Source data>

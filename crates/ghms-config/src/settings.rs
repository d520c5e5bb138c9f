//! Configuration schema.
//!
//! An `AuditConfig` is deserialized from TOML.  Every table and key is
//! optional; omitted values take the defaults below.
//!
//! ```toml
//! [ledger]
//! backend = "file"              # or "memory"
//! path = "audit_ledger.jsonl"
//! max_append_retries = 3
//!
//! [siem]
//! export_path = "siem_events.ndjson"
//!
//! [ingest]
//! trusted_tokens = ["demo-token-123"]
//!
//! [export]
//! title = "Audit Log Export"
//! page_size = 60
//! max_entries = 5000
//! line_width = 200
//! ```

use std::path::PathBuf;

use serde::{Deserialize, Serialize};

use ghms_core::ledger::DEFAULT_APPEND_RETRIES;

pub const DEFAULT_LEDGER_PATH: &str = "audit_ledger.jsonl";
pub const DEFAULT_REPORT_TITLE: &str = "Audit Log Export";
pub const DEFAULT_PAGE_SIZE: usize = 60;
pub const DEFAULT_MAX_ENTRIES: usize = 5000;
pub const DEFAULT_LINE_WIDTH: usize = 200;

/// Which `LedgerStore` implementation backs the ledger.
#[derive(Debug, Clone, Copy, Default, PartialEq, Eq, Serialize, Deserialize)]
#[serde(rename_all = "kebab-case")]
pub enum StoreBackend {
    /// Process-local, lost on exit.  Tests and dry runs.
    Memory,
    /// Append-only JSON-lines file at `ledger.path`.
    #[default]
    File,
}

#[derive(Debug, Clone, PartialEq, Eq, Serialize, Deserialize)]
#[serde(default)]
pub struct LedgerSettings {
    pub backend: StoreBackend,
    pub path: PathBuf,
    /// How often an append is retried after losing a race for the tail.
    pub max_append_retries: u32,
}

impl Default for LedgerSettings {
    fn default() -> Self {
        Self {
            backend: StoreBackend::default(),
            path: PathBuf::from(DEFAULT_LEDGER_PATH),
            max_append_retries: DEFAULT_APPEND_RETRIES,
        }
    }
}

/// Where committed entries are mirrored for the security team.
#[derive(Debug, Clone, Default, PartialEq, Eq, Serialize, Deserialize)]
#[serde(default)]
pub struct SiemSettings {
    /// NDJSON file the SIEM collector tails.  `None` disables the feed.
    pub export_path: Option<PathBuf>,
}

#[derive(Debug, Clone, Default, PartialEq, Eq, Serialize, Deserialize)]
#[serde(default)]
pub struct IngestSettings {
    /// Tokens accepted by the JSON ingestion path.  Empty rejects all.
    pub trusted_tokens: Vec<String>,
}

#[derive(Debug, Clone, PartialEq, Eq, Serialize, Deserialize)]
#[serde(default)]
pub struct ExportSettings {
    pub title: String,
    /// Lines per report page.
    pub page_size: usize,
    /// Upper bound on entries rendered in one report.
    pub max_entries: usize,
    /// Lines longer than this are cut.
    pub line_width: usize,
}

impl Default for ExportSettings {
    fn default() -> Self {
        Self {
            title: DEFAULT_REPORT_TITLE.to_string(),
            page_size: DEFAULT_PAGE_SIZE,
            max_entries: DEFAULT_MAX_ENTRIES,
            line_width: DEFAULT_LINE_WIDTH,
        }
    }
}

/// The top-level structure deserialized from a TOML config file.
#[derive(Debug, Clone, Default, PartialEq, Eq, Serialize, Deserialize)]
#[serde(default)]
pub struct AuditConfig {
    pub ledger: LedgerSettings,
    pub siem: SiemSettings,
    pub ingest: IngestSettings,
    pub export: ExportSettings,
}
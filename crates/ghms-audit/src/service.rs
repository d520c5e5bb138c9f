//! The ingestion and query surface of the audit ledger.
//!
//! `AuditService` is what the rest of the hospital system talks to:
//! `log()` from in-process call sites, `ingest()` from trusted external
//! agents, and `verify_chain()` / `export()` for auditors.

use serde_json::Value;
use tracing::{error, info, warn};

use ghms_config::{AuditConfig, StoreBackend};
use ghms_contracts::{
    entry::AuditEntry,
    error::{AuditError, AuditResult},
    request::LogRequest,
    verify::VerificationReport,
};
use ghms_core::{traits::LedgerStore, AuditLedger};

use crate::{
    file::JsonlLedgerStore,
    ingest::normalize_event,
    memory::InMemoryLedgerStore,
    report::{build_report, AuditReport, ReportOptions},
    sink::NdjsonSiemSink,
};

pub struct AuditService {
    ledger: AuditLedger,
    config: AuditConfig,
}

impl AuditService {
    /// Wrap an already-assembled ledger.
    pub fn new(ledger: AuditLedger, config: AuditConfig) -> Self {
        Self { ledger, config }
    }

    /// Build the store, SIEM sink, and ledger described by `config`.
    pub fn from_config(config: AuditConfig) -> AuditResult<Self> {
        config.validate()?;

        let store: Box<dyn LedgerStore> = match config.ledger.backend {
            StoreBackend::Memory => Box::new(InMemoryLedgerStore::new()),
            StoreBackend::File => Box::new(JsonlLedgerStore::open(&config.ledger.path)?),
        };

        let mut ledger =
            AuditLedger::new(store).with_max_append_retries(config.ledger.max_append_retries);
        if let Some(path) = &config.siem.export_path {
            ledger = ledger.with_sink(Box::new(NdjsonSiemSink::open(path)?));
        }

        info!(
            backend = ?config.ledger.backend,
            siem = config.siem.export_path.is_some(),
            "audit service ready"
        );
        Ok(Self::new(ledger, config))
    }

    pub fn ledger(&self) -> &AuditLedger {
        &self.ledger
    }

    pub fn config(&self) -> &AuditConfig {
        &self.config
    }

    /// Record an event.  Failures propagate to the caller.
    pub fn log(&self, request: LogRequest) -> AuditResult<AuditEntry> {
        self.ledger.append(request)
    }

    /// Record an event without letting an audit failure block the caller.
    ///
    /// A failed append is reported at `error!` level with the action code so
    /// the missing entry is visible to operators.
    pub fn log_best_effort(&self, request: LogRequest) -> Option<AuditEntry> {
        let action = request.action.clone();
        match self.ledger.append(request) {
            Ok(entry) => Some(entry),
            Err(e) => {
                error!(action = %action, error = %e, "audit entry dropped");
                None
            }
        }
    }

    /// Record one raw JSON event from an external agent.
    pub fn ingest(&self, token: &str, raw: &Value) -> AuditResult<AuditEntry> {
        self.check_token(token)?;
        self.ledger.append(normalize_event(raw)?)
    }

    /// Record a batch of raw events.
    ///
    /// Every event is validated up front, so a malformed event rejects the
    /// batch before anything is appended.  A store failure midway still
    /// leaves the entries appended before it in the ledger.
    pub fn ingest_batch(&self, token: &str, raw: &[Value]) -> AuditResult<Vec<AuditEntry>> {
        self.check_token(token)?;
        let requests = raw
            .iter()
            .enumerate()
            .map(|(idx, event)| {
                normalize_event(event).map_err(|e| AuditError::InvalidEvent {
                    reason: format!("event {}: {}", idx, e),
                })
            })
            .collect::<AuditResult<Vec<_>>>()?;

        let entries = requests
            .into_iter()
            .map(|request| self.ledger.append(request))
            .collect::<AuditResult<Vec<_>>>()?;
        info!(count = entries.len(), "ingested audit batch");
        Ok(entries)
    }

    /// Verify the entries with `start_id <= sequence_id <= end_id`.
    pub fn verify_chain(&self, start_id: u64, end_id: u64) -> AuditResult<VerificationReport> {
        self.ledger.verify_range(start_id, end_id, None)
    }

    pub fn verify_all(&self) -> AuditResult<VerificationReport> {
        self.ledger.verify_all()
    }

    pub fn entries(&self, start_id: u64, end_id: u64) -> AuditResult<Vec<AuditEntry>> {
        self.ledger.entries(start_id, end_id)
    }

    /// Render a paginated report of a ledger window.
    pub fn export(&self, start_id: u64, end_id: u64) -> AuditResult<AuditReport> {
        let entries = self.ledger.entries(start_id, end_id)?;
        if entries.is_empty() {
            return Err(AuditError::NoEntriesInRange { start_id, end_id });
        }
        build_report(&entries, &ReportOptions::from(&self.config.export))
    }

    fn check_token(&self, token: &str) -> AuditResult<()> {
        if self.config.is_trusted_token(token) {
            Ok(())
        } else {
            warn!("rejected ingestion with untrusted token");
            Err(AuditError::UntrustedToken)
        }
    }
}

Problem statement> Filter the listing above down to the lines that contain the word "Record".

Reply to the exercise>
    /// Record an event.  Failures propagate to the caller.
    /// Record an event without letting an audit failure block the caller.
    /// Record one raw JSON event from an external agent.
    /// Record a batch of raw events.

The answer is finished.